Why do germline stem cells need to form sibling cells of equal size? Chen et al. addressed this question by using live cell imaging to follow the fates of sibling cells in Klp10A depleted testes. These experiments revealed that the smaller gonialblasts often die. This is unlikely to be due to the mis-segregation of the fourth chromosome (because it is not essential for cells to survive; Gelbart, 1974), but may be caused by differences in the segregation of organelles between the sibling cells. For example, the smaller gonialblasts inherit more mitochondria, but less Golgi, than the gonialblasts in normal testes.

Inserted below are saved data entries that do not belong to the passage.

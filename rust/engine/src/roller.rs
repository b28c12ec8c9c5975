use std::collections::VecDeque;

use rand::{Rng, SeedableRng};
use rand_chacha::ChaCha20Rng;

use crate::dice::{MAX_FACE, MIN_FACE};
use crate::errors::{DiceError, GameError};

/// Where the dice for each roll come from.
///
/// A source only hands back raw values; the turn loop validates them and
/// calls [`DiceSource::reject`] before asking again.
pub trait DiceSource {
    /// Supply `count` face values. An `Err` ends the game.
    fn supply(&mut self, count: usize) -> Result<Vec<u8>, GameError>;

    /// Told that the last supplied values were not a valid roll.
    fn reject(&mut self, _error: &DiceError) {}
}

/// Simulated dice, reproducible for a given seed.
#[derive(Debug)]
pub struct RandomDice {
    rng: ChaCha20Rng,
}

impl RandomDice {
    pub fn new_with_seed(seed: u64) -> Self {
        Self {
            rng: ChaCha20Rng::seed_from_u64(seed),
        }
    }

    pub fn roll(&mut self, count: usize) -> Vec<u8> {
        (0..count)
            .map(|_| self.rng.random_range(MIN_FACE..=MAX_FACE))
            .collect()
    }
}

impl DiceSource for RandomDice {
    fn supply(&mut self, count: usize) -> Result<Vec<u8>, GameError> {
        Ok(self.roll(count))
    }
}

/// Pre-set rolls handed out in order, regardless of the count asked for.
/// Used by tests and by replaying recorded games.
#[derive(Debug, Default, Clone)]
pub struct ScriptedDice {
    rolls: VecDeque<Vec<u8>>,
    rejected: Vec<DiceError>,
}

impl ScriptedDice {
    pub fn new<I>(rolls: I) -> Self
    where
        I: IntoIterator<Item = Vec<u8>>,
    {
        Self {
            rolls: rolls.into_iter().collect(),
            rejected: Vec::new(),
        }
    }

    pub fn push(&mut self, roll: Vec<u8>) {
        self.rolls.push_back(roll);
    }

    pub fn remaining(&self) -> usize {
        self.rolls.len()
    }

    /// Every rejection reported so far, oldest first.
    pub fn rejected(&self) -> &[DiceError] {
        &self.rejected
    }
}

impl DiceSource for ScriptedDice {
    fn supply(&mut self, _count: usize) -> Result<Vec<u8>, GameError> {
        self.rolls.pop_front().ok_or(GameError::DiceExhausted)
    }

    fn reject(&mut self, error: &DiceError) {
        self.rejected.push(error.clone());
    }
}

The observations reported by Chen et al. agree with recent reports from teams led by Iain Cheeseman (Kiyomitsu and Cheeseman, 2013) and Patrick Meraldi (Tan et al., 2015). They showed that changes in spindle position or the location of the metaphase plate (where chromosomes line up before the cell divides) can induce asymmetric division of animal cells that, under normal conditions, always produce equally sized siblings. Similar to the small gonialblasts in fruit fly testes, the smaller siblings died or spent longer preparing for cell division. There is currently no molecular explanation for how differences in sibling cell size could affect cell fate, but it is possible that altered segregation of cell organelles, a cell size checkpoint or cell competition may be responsible.
Whether animal cells produce sibling cells that are equal or unequal in size seems to be tightly controlled during development. In contrast to germline stem cells, neural stem cells in fruit flies develop asymmetric spindles so that, when they divide, the new neural stem cell is larger than its sibling (Homem and Knoblich, 2012; Figure 1C). If neural stem cells are forced to divide symmetrically they produce two new neural stem cells of equal size (Cabernard and Doe, 2009). Similarly, some neural stem cells in the worm Caenorhabditis elegans also produce siblings of different sizes (Ou et al., 2010). In both of these examples, the difference in cell size seems to be primarily controlled through asymmetric localization of a motor protein called non-muscle myosin, which drives cell division, and not through inherent asymmetries in the spindle (Ou et al., 2010; Cabernard et al., 2010; Connell et al., 2011). Thus, nature has developed at least two independent mechanisms to ensure that sibling cells adopt the right size.
It is currently not clear how Klp10A regulates the size of centrosomes, or what molecular mechanisms regulate spindle asymmetry in germline stem cells and other systems. In the future it may be possible to develop tools that allow us to artificially change the relative sizes of sibling cells in order to investigate how this affects animal development.